▶ [Required action] The required output is a single number: how many lines of the material contain the string "BTreeMap".
*** The data Section Begins ***
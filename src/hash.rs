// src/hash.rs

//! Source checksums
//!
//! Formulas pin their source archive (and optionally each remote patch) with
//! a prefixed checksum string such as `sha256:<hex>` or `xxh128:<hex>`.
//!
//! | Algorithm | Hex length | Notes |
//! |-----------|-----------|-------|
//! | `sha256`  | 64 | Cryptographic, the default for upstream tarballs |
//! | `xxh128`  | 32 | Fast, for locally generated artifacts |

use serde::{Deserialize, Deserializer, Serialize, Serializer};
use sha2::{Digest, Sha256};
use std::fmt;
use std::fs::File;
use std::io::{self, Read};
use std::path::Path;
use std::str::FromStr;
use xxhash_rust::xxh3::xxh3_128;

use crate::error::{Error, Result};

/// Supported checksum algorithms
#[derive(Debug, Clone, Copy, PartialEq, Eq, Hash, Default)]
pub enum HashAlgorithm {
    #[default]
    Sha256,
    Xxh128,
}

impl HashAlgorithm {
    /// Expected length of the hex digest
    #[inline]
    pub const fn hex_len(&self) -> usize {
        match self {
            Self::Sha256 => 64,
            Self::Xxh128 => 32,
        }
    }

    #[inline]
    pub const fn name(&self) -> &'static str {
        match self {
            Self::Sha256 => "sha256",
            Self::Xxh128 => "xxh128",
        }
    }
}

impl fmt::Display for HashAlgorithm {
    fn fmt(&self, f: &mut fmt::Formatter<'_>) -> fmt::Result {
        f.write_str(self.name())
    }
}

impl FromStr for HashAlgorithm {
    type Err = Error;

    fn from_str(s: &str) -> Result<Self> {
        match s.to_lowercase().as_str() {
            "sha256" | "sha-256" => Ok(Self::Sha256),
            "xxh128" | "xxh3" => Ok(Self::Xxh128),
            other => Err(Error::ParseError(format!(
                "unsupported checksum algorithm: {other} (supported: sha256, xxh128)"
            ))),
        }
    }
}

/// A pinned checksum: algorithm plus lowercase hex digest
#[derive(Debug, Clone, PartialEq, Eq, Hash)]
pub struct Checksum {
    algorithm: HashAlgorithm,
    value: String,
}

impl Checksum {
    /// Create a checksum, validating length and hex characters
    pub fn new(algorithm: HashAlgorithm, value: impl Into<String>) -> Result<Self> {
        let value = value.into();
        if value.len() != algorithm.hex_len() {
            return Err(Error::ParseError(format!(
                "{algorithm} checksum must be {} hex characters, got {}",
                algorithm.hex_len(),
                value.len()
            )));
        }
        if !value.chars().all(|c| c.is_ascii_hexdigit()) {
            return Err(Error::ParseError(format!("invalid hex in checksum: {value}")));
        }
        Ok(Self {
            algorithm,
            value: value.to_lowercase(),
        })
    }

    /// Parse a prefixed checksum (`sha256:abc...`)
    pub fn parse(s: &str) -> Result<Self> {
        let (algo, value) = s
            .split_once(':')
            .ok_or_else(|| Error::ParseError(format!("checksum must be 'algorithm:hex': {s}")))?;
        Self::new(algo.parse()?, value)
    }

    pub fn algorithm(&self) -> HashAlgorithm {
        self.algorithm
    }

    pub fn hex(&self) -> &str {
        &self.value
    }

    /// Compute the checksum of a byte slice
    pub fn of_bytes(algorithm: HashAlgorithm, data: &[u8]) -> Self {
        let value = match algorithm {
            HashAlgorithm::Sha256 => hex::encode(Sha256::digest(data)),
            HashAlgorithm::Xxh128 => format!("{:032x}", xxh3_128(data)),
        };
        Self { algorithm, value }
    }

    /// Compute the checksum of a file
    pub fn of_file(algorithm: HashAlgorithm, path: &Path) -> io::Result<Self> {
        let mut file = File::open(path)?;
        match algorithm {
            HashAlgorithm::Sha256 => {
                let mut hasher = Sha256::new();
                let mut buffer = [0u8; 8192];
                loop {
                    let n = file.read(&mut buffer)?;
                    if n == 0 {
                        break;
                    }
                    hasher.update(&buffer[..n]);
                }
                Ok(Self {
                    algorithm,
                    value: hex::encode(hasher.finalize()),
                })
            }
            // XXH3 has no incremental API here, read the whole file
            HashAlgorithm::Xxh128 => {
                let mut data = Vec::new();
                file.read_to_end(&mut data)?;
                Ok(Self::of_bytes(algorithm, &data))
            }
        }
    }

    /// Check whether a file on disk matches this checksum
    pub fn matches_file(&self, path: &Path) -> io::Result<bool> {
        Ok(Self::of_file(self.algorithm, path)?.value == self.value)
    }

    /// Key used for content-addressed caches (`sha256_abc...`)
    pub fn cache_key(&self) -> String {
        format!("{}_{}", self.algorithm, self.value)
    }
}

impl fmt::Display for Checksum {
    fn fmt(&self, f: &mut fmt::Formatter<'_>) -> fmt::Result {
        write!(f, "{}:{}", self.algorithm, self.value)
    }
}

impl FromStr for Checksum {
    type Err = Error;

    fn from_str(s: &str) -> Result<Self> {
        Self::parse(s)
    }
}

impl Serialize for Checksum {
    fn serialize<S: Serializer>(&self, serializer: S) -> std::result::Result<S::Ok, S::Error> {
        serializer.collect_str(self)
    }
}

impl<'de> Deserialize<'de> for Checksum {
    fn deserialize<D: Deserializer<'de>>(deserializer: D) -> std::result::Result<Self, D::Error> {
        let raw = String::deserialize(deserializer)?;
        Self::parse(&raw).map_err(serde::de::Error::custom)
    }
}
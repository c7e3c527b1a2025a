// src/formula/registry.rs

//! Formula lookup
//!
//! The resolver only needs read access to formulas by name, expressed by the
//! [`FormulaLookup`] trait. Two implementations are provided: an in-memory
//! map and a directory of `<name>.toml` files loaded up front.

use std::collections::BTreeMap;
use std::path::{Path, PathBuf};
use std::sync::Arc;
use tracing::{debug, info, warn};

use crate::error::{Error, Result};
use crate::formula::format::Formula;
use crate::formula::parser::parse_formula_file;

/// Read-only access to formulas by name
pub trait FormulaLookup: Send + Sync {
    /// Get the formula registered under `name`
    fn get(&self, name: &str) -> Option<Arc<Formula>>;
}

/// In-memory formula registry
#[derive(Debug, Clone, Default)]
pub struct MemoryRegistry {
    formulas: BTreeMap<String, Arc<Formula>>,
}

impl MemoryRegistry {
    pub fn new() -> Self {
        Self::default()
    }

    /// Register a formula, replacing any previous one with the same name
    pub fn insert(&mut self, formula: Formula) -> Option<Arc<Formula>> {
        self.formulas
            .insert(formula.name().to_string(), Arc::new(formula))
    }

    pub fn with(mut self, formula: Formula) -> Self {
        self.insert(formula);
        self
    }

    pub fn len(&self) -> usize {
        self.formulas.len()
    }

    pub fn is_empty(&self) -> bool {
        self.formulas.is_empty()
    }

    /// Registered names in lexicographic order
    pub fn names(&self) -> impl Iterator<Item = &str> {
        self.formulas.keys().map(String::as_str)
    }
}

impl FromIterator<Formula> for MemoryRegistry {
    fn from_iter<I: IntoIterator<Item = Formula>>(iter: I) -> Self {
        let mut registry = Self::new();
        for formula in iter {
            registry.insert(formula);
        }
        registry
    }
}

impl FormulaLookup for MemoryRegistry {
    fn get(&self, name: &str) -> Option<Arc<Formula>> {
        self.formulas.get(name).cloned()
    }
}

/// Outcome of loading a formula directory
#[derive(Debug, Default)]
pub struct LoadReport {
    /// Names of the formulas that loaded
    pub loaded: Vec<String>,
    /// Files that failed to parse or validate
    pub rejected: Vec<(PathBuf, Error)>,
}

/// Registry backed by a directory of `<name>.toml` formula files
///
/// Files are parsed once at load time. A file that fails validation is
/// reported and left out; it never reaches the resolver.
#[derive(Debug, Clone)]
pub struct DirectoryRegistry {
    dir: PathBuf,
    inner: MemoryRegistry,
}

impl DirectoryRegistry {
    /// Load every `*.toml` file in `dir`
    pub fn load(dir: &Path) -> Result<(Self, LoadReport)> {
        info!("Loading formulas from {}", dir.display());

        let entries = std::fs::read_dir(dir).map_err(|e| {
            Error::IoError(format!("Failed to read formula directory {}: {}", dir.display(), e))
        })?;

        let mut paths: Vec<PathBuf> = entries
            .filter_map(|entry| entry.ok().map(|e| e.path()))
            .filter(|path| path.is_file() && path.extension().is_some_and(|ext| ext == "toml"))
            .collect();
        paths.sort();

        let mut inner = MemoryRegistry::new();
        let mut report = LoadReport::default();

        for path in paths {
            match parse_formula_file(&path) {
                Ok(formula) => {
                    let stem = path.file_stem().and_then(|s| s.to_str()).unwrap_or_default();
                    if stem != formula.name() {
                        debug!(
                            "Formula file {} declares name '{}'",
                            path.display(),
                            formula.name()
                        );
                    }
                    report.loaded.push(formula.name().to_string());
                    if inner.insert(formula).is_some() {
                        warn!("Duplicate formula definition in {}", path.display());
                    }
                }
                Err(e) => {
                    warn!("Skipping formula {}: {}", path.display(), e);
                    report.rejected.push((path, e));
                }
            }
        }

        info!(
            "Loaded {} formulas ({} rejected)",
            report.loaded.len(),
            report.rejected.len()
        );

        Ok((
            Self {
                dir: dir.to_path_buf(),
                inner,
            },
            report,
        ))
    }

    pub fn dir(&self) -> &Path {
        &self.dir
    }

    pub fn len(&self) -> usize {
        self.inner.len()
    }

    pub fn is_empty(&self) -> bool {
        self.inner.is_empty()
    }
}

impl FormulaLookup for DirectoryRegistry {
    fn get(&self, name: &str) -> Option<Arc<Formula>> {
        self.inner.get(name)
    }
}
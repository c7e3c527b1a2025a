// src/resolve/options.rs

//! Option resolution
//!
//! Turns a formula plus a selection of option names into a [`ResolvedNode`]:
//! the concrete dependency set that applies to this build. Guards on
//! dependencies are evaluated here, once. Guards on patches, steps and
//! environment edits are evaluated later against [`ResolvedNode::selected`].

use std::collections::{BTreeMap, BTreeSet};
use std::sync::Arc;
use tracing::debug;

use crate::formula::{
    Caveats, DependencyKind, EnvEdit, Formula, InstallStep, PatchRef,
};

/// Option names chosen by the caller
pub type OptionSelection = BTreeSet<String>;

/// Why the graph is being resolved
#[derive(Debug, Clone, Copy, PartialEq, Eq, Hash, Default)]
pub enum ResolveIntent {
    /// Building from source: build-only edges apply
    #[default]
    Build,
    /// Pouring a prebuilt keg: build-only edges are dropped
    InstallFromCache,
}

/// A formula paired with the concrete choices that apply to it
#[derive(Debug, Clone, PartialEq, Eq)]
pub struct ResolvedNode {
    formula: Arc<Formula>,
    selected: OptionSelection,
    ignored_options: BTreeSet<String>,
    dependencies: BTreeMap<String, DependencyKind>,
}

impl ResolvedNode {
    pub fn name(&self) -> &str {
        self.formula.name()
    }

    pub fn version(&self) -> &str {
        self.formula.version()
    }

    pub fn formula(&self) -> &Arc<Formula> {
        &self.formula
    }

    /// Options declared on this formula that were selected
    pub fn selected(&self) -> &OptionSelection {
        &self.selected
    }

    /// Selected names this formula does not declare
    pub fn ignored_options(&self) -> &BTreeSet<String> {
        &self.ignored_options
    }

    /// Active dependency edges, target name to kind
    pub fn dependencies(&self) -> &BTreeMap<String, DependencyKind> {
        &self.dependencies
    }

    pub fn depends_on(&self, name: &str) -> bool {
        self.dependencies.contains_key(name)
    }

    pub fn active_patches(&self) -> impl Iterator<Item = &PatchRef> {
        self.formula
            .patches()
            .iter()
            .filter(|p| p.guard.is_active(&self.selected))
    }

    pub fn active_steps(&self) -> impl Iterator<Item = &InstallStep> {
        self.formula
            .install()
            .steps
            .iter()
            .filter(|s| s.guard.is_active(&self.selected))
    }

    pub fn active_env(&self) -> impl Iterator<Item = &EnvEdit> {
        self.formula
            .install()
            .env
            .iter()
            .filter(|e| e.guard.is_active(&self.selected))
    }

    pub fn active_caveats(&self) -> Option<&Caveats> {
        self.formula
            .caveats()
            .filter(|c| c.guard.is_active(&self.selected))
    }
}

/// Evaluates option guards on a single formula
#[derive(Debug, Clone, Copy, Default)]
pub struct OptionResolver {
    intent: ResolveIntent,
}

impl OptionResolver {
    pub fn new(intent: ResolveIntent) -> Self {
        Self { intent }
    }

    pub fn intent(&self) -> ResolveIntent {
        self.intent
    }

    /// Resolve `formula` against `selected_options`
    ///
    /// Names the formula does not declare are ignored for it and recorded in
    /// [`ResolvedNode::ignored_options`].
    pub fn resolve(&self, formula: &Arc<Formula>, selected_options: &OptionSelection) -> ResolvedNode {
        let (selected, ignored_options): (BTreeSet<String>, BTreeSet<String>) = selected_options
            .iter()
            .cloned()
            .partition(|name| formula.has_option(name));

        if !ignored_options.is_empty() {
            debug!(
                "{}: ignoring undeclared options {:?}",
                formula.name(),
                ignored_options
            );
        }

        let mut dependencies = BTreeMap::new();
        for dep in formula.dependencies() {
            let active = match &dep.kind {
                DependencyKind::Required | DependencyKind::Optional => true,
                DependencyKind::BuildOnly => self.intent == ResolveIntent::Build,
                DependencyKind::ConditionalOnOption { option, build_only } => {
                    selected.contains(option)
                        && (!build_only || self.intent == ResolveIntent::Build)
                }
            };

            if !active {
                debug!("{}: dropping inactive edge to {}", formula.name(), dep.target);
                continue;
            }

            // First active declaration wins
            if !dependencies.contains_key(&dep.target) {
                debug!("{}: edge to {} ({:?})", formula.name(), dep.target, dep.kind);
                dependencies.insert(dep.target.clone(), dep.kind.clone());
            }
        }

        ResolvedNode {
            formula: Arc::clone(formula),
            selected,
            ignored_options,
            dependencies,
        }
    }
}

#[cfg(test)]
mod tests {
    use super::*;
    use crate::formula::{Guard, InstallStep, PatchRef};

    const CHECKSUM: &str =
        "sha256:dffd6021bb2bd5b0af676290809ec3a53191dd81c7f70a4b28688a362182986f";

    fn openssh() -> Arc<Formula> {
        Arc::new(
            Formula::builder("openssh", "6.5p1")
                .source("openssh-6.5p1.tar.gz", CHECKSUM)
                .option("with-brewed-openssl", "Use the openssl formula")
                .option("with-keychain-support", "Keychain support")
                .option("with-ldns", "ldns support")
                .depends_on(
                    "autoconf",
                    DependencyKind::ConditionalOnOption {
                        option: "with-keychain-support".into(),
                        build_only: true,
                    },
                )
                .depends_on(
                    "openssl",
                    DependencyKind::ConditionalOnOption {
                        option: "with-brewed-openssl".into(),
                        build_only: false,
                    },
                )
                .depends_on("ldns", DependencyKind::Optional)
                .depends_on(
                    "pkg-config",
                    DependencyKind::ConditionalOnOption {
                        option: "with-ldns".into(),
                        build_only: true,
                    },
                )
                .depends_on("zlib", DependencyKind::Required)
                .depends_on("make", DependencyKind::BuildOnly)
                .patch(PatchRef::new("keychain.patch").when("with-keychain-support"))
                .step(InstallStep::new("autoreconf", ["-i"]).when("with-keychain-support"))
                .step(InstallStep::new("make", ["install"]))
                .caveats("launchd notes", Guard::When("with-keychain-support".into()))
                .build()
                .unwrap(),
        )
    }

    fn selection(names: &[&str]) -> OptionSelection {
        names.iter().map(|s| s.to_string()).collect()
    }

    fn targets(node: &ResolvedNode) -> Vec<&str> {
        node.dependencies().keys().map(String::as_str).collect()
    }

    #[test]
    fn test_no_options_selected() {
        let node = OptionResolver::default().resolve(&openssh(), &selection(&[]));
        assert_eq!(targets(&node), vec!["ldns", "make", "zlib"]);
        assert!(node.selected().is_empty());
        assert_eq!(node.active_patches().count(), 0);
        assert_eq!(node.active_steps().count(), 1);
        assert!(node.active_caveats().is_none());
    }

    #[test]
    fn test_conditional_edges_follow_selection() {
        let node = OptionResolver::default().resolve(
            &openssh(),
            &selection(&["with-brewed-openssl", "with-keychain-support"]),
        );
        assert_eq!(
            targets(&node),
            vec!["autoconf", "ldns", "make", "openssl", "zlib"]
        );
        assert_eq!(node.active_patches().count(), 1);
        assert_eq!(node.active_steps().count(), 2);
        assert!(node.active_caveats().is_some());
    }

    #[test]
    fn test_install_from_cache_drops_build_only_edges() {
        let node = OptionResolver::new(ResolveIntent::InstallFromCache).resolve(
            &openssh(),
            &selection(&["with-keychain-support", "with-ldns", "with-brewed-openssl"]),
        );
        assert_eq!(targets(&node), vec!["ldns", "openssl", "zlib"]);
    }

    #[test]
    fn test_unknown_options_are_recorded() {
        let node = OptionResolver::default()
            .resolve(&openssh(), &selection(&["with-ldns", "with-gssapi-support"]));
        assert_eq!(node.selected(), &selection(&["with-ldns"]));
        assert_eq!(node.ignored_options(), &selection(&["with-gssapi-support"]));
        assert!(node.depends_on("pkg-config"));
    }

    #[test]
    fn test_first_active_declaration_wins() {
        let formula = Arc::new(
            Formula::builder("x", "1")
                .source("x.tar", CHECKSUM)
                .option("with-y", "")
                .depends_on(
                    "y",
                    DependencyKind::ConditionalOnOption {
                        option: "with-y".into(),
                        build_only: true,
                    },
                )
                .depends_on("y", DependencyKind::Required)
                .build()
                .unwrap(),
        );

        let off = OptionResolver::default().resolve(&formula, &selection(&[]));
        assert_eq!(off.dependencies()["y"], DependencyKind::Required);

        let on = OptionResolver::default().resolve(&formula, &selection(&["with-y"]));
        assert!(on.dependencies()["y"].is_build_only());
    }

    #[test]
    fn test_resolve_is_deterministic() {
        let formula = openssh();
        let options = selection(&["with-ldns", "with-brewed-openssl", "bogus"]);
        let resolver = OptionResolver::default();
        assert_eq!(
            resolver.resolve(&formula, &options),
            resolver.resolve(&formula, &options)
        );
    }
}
*** The data Section Ends ***
▶ [Response] 6